One approach that I think may have some mileage is profile comparison (there was a link to a paper somewhere on this forum where this approach had been used with a submersible in a sump). What I mean by "profile comparison" is that you have two sets of sensors, one a fixed distance behind the other, that measure the profile of the passage. It is then possible to match the two profiles and determine the distance travelled. The obvious problem with this approach is that as the operator twists and turns, the rear set of sensors will be at a different angle to the profile than the front set of sensors were when they passed the same point. However it may be possible to use gyros to compensate for this...
 

kdxn

New member
Helmet mounted lasers have been around in a few forms to measure stuff.
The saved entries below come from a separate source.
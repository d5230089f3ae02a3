//! Package version overrides.
//!
//! Override strings look like `PackageIdOrStepName:Version` or
//! `PackageIdOrStepName:PackageReferenceName:Version`, where `/` and `=` may be used in place of `:`.

use std::sync::LazyLock;

use console::style;
use regex::Regex;

use crate::{
    overrides::{BaselineEntry, MatchWeights, OverrideError, OverrideKind},
    table::Table,
};

// Same grammar as the deployment server's version parser, minus support
// for whitespace around the dots.
static VALID_VERSION: LazyLock<Regex> = LazyLock::new(|| {
    Regex::new(
        r"(?i)^\s*(v|V)?\d+(\.\d+)?(\.\d+)?(\.\d+)?[.\-_\\]?([a-z0-9]*?)([.\-_\\]([a-z0-9.\-_\\]*?)?)?(\+([a-z0-9_\-.\\+]*?))?$",
    )
    .expect("version regex is valid")
});

/// Whether `version` looks like a package version (`1`, `v1.2`, `9.7-pre-xyz`, `1.2.3.4+meta`, ...).
pub fn is_valid_version(version: &str) -> bool {
    VALID_VERSION.is_match(version)
}

#[derive(Debug, Clone, Copy, Default)]
pub struct PackageOverrides;

pub const PACKAGE_OVERRIDE_QUESTION: &str =
    "Package override string (y to accept, u to undo, r to reset, ? for help):";

impl OverrideKind for PackageOverrides {
    fn noun(&self) -> &'static str {
        "package version"
    }

    fn primary_noun(&self) -> &'static str {
        "step name or package"
    }

    fn secondary_noun(&self) -> &'static str {
        "package reference name"
    }

    fn value_noun(&self) -> &'static str {
        "version"
    }

    fn delimiters(&self, _raw: &str) -> &'static [char] {
        &[':', '/', '=']
    }

    fn validate_value(&self, value: &str) -> Result<(), OverrideError> {
        if is_valid_version(value) {
            Ok(())
        } else {
            Err(OverrideError::InvalidVersion(value.to_string()))
        }
    }

    fn allows_wildcard_primary(&self) -> bool {
        true
    }

    fn empty_secondary_is_wildcard(&self) -> bool {
        true
    }

    fn match_weights(&self) -> MatchWeights {
        MatchWeights::SERVER
    }

    fn question(&self) -> &'static str {
        PACKAGE_OVERRIDE_QUESTION
    }

    fn help_text(&self) -> String {
        let bold = |s: &str| style(s).bold().to_string();
        let green = |s: &str| style(s).green().to_string();
        let dim = |s: &str| style(s).dim().to_string();

        [
            bold("PACKAGE SELECTION"),
            " This screen presents the list of packages used by your project, and the steps".to_string(),
            " which reference them.".to_string(),
            " If an item is dimmed (gray text) this indicates that the attribute is duplicated.".to_string(),
            " For example if you reference the same package in two steps, the second will be dimmed.".to_string(),
            String::new(),
            bold("COMMANDS"),
            " At any point, you can enter one of the following:".to_string(),
            format!(" - {} to access this help screen", green("?")),
            format!(" - {} to accept the list of packages and proceed", green("y")),
            format!(" - {} to undo the last edit you made to package versions", green("u")),
            format!(" - {} to reset all package version edits", green("r")),
            " - A package override string.".to_string(),
            String::new(),
            bold("PACKAGE OVERRIDE STRINGS"),
            " Package override strings must have 2 or 3 components, separated by a :".to_string(),
            " The last component must always be a version number.".to_string(),
            String::new(),
            " When specifying 2 components, the first component is either a Package ID or a Step Name.".to_string(),
            " You can also specify a * which will match all packages".to_string(),
            " Examples:".to_string(),
            format!("   {}   {}", bold("octopustools:9.1"), dim("# sets package 'octopustools' in all steps to v 9.1")),
            format!("   {}   {}", bold("Push Package:3.0"), dim("# sets all packages in the 'Push Package' step to v 3.0")),
            format!("   {}              {}", bold("*:5.1"), dim("# sets all packages in all steps to v 5.1")),
            String::new(),
            " The 3-component syntax is for advanced use cases where you reference the same package twice".to_string(),
            " in a single step, and need to distinguish between the two.".to_string(),
            format!(" The syntax is {}", bold("packageIDorStepName:packageReferenceName:version")),
            " Please refer to the Octopus Server documentation for more information regarding package reference names.".to_string(),
            String::new(),
            dim("---------------------------------------------------------------------"),
            String::new(),
        ]
        .join("\n")
    }

    fn table(&self, entries: &[BaselineEntry]) -> Table {
        package_table(entries)
    }

    fn forced_resolution_question(&self, entry: &BaselineEntry) -> Option<String> {
        Some(format!(
            "Unable to find a version for \"{}\". Specify a version:",
            entry.resource_id.as_deref().unwrap_or(&entry.action_name)
        ))
    }
}

struct PackageRow {
    package_id: String,
    version: String,
    step: String,
    duplicate: bool,
}

/// Build the package table.
///
/// Rows with the same package id and version as an earlier row are moved directly below it
/// and dimmed.
fn package_table(entries: &[BaselineEntry]) -> Table {
    let mut rows: Vec<PackageRow> = Vec::with_capacity(entries.len());

    for entry in entries {
        let package_id = entry.resource_id.clone().unwrap_or_default();

        // the common case is that the reference name equals the package id; dim it when it does
        let reference_suffix = format!("/{}", entry.secondary);
        let step = if package_id == entry.secondary {
            format!("{}{}", entry.action_name, style(reference_suffix).dim())
        } else {
            format!("{}{}", entry.action_name, reference_suffix)
        };

        let group_end = rows
            .iter()
            .rposition(|row| row.package_id == package_id && row.version == entry.value);

        let row = PackageRow {
            package_id,
            version: entry.value.clone(),
            step,
            duplicate: group_end.is_some(),
        };

        match group_end {
            Some(index) => rows.insert(index + 1, row),
            None => rows.push(row),
        }
    }

    Table::new(
        vec![
            style("PACKAGE").bold().to_string(),
            style("VERSION").bold().to_string(),
            style("STEP NAME/PACKAGE REFERENCE").bold().to_string(),
        ],
        rows.into_iter()
            .map(|row| {
                let version = if row.version.is_empty() {
                    style("unknown").yellow().to_string()
                } else if row.duplicate {
                    style(row.version).dim().to_string()
                } else {
                    row.version
                };
                let package_id = if row.duplicate {
                    style(row.package_id).dim().to_string()
                } else {
                    row.package_id
                };
                vec![package_id, version, row.step]
            })
            .collect(),
    )
}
See this which is a mini laser scanner and accelerometer package
http://www.newscientist.com/data/images/ns/cms/dn14888/dn14888-2_250.jpg

which has been super-upgraded for corridor mapping for the military but not exactly cave proof (yet)
http://www-video.eecs.berkeley.edu/research/indoor/

also this which had a problem that the head was not really steady enough for single shots
http://www.chaos.org.uk/survex/cp/CP17/IMG00185.GIF

The MS Kinect is useful for lots and lots of small ranges but it requires a tactical grade inertial solution to hang it all together and therein lies the issue - anything that good tends to have serious export restrictions and cost a lot. One way to address this is to use commercial grade 9DOF sensors, do 'zero-update' stops at stations going in and also on the way out plus do some laser ranges between stations to help calibrate and then shove it all through a kalman filter afterwards. A true north seeking gyro instead of magnetic would also be a great addition and there has been a lot of R+D in this area for gaming and mobile devices. New video camera technology such as the recent low-light white pixel addition announced by Sony will be useful to a system for profiling using an offset projected light and for capturing colour information and 3D photogrammetric measurement - perhaps three overlapping camera sensors on fixed baseline(s) with a 9DOF sensor package and a Disto ?
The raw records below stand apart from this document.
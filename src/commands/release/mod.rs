//! Release commands.

pub mod create;

pub use create::CreateRelease;
use anyhow::Result;
use clap::Parser;

use crate::{args::Cli, commands::command_from_args, logging::setup_logging};

mod args;
mod commands;
mod config;
mod dependencies;
mod formatting;
mod interaction;
mod logging;
mod models;
mod overrides;
mod table;

#[tokio::main]
async fn main() -> Result<()> {
    let cli = Cli::parse();

    setup_logging(cli.global_args.debug);

    let mut command = command_from_args(cli.command, &cli.global_args)?;
    command.execute().await
}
A cave proof system will take some time.
 

TheBitterEnd

Well-known member
Obviously it depends on the desired accuracy but if you move away from completely mobile to fixing things then some fixed lighting would (probably) be enough to get the optical flow solution working.

The other alternative with fixed things is cave GPS using 4 molephones placed on the surface before entering the cave
 

Subpopulus Hibernia

Active member
I understand the divers in Pozo Azul used some kind of automatic surveying device to map the cave as they explored it. I gather it worked quite well.
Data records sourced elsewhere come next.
impl CreateRelease {
    fn new(
        args: args::Create,
        space: String,
        no_prompt: bool,
        interaction: Box<dyn CreateReleaseInteraction + Send>,
        server: Box<dyn CreateReleaseServer + Send + Sync>,
        out: Box<dyn Write + Send>,
    ) -> Self {
        Self {
            project: args.project,
            channel: args.channel,
            version: args.version,
            package_version: args.package_version,
            packages: args.packages,
            git_resources: args.git_resources,
            git_ref: args.git_ref,
            git_commit: args.git_commit,
            release_notes: args.release_notes,
            ignore_existing: args.ignore_existing,
            ignore_channel_rules: args.ignore_channel_rules,
            space,
            no_prompt,
            interaction,
            server,
            out,
        }
    }

    fn command_from_flags(&self) -> Result<CreateReleaseCommand> {
        let project_name = self
            .project
            .clone()
            .context("a project must be specified with --project when prompting is disabled")?;

        Ok(CreateReleaseCommand {
            space_id_or_name: self.space.clone(),
            project_name,
            channel_name: self.channel.clone().unwrap_or_default(),
            release_version: self.version.clone().unwrap_or_default(),
            package_version: self.package_version.clone().unwrap_or_default(),
            packages: self.packages.clone(),
            git_resources: self.git_resources.clone(),
            git_ref: self.git_ref.clone().unwrap_or_default(),
            git_commit: self.git_commit.clone().unwrap_or_default(),
            release_notes: self.release_notes.clone().unwrap_or_default(),
            ignore_if_already_exists: self.ignore_existing,
            ignore_channel_rules: self.ignore_channel_rules,
        })
    }

    async fn prompt_release(&mut self) -> Result<CreateReleaseCommand> {
        let project = self.select_project().await?;
        let channel = self.select_channel(&project).await?;

        // Version controlled projects load their deployment process from git
        let git_ref = if project.is_version_controlled {
            let git_ref = match self.git_ref.clone() {
                Some(git_ref) => {
                    writeln!(self.out, "Git reference {}", style(&git_ref).cyan())?;
                    git_ref
                }
                None => self.select_git_reference(&project).await?,
            };
            if let Some(git_commit) = &self.git_commit {
                writeln!(self.out, "Git commit {}", style(git_commit).cyan())?;
            }
            Some(git_ref)
        } else {
            None
        };

        // A commit pins the process more precisely than the branch it is on
        let process_ref = git_ref
            .as_ref()
            .map(|git_ref| self.git_commit.clone().unwrap_or_else(|| git_ref.clone()));

        let template = self
            .server
            .get_process_template(project.id.clone(), channel.id.clone(), process_ref.clone())
            .await
            .context("loading deployment process template")?;

        let package_baseline = {
            let _spinner = self
                .interaction
                .start_spinner("Resolving package versions...".to_string())?;

            build_package_baseline(self.server.as_ref(), &template.packages, |package, query| {
                apply_channel_rules(&channel.rules, package, query)
            })
            .await?
        };

        // Once the loop has run, --package-version lives on as the `*:<version>` override (or
        // was reset away), so it must not be sent again on its own
        let (packages, package_version, effective_packages) = if package_baseline.is_empty() {
            (
                self.packages.clone(),
                self.package_version.clone().unwrap_or_default(),
                Vec::new(),
            )
        } else {
            let mut session = OverrideSession::new(PackageOverrides, package_baseline);
            if let Some(package_version) = &self.package_version {
                session.seed_default_value(package_version);
            }
            session.seed(self.packages.as_slice());

            let outcome = run_override_loop(session, self.interaction.as_ref(), self.out.as_mut())?;
            (format_overrides(&outcome.overrides), String::new(), outcome.effective)
        };

        let git_baseline = build_git_resource_baseline(&template.git_resources);
        let git_resources = if git_baseline.is_empty() {
            self.git_resources.clone()
        } else {
            let mut session = OverrideSession::new(GitResourceOverrides, git_baseline.clone());
            session.seed(self.git_resources.as_slice());

            let outcome = run_override_loop(session, self.interaction.as_ref(), self.out.as_mut())?;
            // the server only accepts overrides naming a single git resource
            format_overrides(&expand_secondary_wildcards(&git_baseline, &outcome.overrides))
        };

        let release_version = match self.donor_package(&project, process_ref).await? {
            Some(donor) => self.prompt_donor_version(&donor, &effective_packages)?,
            None => self.prompt_version(&template.next_version_increment)?,
        };

        Ok(CreateReleaseCommand {
            space_id_or_name: self.space.clone(),
            project_name: project.name,
            channel_name: channel.name,
            release_version,
            package_version,
            packages,
            git_resources,
            git_ref: git_ref.unwrap_or_default(),
            git_commit: self.git_commit.clone().unwrap_or_default(),
            release_notes: self.release_notes.clone().unwrap_or_default(),
            ignore_if_already_exists: self.ignore_existing,
            ignore_channel_rules: self.ignore_channel_rules,
        })
    }

    async fn select_project(&mut self) -> Result<Project> {
        if let Some(id_or_name) = self.project.clone() {
            let project = self
                .server
                .find_project(id_or_name.trim().to_string())
                .await
                .context("finding project")?;
            writeln!(self.out, "Project {}", style(&project.name).cyan())?;
            return Ok(project);
        }

        let projects = self
            .server
            .list_projects()
            .await
            .context("listing projects")?;
        if projects.is_empty() {
            bail!("there are no projects to create a release in");
        }

        let select_options = SelectPromptOptions::builder()
            .message("Select the project in which the release will be created")
            .options(projects.iter().map(|project| project.name.clone()))
            .build();

        match self
            .interaction
            .select(select_options)
            .context("prompting for project")?
        {
            SelectPromptResult::Selected(name) => projects
                .into_iter()
                .find(|project| project.name == name)
                .ok_or_else(|| anyhow!("selected project \"{name}\" is not in the project list")),
            SelectPromptResult::Canceled => bail!("release creation canceled"),
        }
    }

    async fn select_channel(&mut self, project: &Project) -> Result<Channel> {
        let mut channels = self
            .server
            .list_channels(project.id.clone())
            .await
            .context("listing channels")?;

        if let Some(name) = &self.channel {
            let channel = channels
                .into_iter()
                .find(|channel| channel.name.eq_ignore_ascii_case(name) || channel.id == *name)
                .ok_or_else(|| {
                    anyhow!("cannot find channel \"{name}\" in project {}", project.name)
                })?;
            writeln!(self.out, "Channel {}", style(&channel.name).cyan())?;
            return Ok(channel);
        }

        if channels.len() <= 1 {
            let channel = channels
                .pop()
                .ok_or_else(|| anyhow!("project {} has no channels", project.name))?;
            writeln!(self.out, "Channel {}", style(&channel.name).cyan())?;
            return Ok(channel);
        }

        let select_options = SelectPromptOptions::builder()
            .message("Select the channel in which the release will be created")
            .options(channels.iter().map(|channel| channel.name.clone()))
            .build();

        match self
            .interaction
            .select(select_options)
            .context("prompting for channel")?
        {
            SelectPromptResult::Selected(name) => channels
                .into_iter()
                .find(|channel| channel.name == name)
                .ok_or_else(|| anyhow!("selected channel \"{name}\" is not in the channel list")),
            SelectPromptResult::Canceled => bail!("release creation canceled"),
        }
    }

    /// Pick the branch or tag to load a version-controlled process from.
    ///
    /// Branches come before tags, with the project's default branch first.
    async fn select_git_reference(&mut self, project: &Project) -> Result<String> {
        let branches = self
            .server
            .list_git_branches(project.id.clone())
            .await
            .context("listing git branches")?;
        let tags = self
            .server
            .list_git_tags(project.id.clone())
            .await
            .context("listing git tags")?;

        // (label, canonical name)
        let mut choices: Vec<(String, String)> = branches
            .into_iter()
            .map(|branch| (format!("{} (Branch)", branch.name), branch.canonical_name))
            .chain(
                tags.into_iter()
                    .map(|tag| (format!("{} (Tag)", tag.name), tag.canonical_name)),
            )
            .collect();

        if let Some(default_branch) = project.default_branch() {
            let qualified = format!("refs/heads/{default_branch}");
            if let Some(index) = choices
                .iter()
                .position(|(_, name)| name == default_branch || *name == qualified)
            {
                let default = choices.remove(index);
                choices.insert(0, default);
            }
        }

        if choices.is_empty() {
            bail!("project {} has no branches or tags", project.name);
        }

        let select_options = SelectPromptOptions::builder()
            .message("Select the Git Reference to use")
            .options(choices.iter().map(|(label, _)| label.clone()))
            .build();

        match self
            .interaction
            .select(select_options)
            .context("prompting for git reference")?
        {
            SelectPromptResult::Selected(label) => choices
                .into_iter()
                .find(|(choice, _)| *choice == label)
                .map(|(_, canonical_name)| canonical_name)
                .ok_or_else(|| anyhow!("selected git reference \"{label}\" is not in the list")),
            SelectPromptResult::Canceled => bail!("release creation canceled"),
        }
    }

    /// The package whose version becomes the release version, when the project versions
    /// releases that way and no version was given.
    async fn donor_package(
        &mut self,
        project: &Project,
        process_ref: Option<String>,
    ) -> Result<Option<ActionPackage>> {
        if self.version.is_some() {
            return Ok(None);
        }

        // Version-controlled projects keep their versioning strategy in the repository
        let strategy = match &project.versioning_strategy {
            Some(strategy) => Some(strategy.clone()),
            None if project.is_version_controlled => {
                self.server
                    .get_deployment_settings(project.id.clone(), process_ref)
                    .await
                    .context("getting deployment settings")?
                    .versioning_strategy
            }
            None => None,
        };

        Ok(strategy.and_then(|strategy| strategy.donor_package))
    }

    fn prompt_donor_version(
        &self,
        donor: &ActionPackage,
        packages: &[BaselineEntry],
    ) -> Result<String> {
        let package = packages
            .iter()
            .find(|entry| {
                entry.action_name == donor.deployment_action
                    && entry.secondary == donor.package_reference
            })
            .ok_or_else(|| {
                anyhow!(
                    "cannot find the package that versions releases (step \"{}\") in the deployment process",
                    donor.deployment_action
                )
            })?;
        let package_id = package.resource_id.as_deref().unwrap_or(&package.secondary);

        let options = InputPromptOptions::builder()
            .message(format!(
                "Release version {} (from included package {package_id}). Add metadata? (optional):",
                package.value
            ))
            .build();

        let InputPromptResult::Input(metadata) = self
            .interaction
            .input(options)
            .context("prompting for release version metadata")?
        else {
            bail!("release creation canceled");
        };

        Ok(match metadata.trim() {
            "" => package.value.clone(),
            metadata => format!("{}+{metadata}", package.value),
        })
    }

    fn prompt_version(&self, next_version: &str) -> Result<String> {
        let default = Some(next_version.trim())
            .filter(|version| !version.is_empty())
            .map(ToString::to_string);

        let options = InputPromptOptions::builder()
            .message("Release Version")
            .default_opt(default.clone())
            .validator(InputPromptValidator::new(validators::ReleaseVersionValidator))
            .final_answer(self.version.clone())
            .build();

        let InputPromptResult::Input(version) = self
            .interaction
            .input(options)
            .context("prompting for release version")?
        else {
            bail!("release creation canceled");
        };

        match version.trim() {
            "" => default.context("no release version given and the server proposed none"),
            version => Ok(version.to_string()),
        }
    }
}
What sort of system was that?
 

graham

New member
Subpopulus Hibernia said:
I understand the divers in Pozo Azul used some kind of automatic surveying device to map the cave as they explored it. I gather it worked quite well.

What sort of system was that?

That sounds like Jon Volanthen's "Lazy Boy" sump mapper which uses flow rates to gauge length and a depth gauge for, errm, depth. Plus a compass of course.
 

Subpopulus Hibernia

Active member
I'd imagine that that device could only be used in relatively static sumps so that the actual flow of the water wouldn't throw off the length reading.
 

RobinGriffiths

Well-known member
You can either use a dead reckoning system which is prone to cummulative errors as you go - as Chris suggests, or to have a system where you are able to compute position realtive to a known reference frame. Maybe have multiple surface magnetic transponders sending timing information which are detected and compared by your helmet unit in an analogous manner to gps maybe ?

Robin
 

graham

New member
Subpopulus Hibernia said:
I'd imagine that that device could only be used in relatively static sumps so that the actual flow of the water wouldn't throw off the length reading.

It has to be calibrated and so works best in sumps of a relatively uniform size.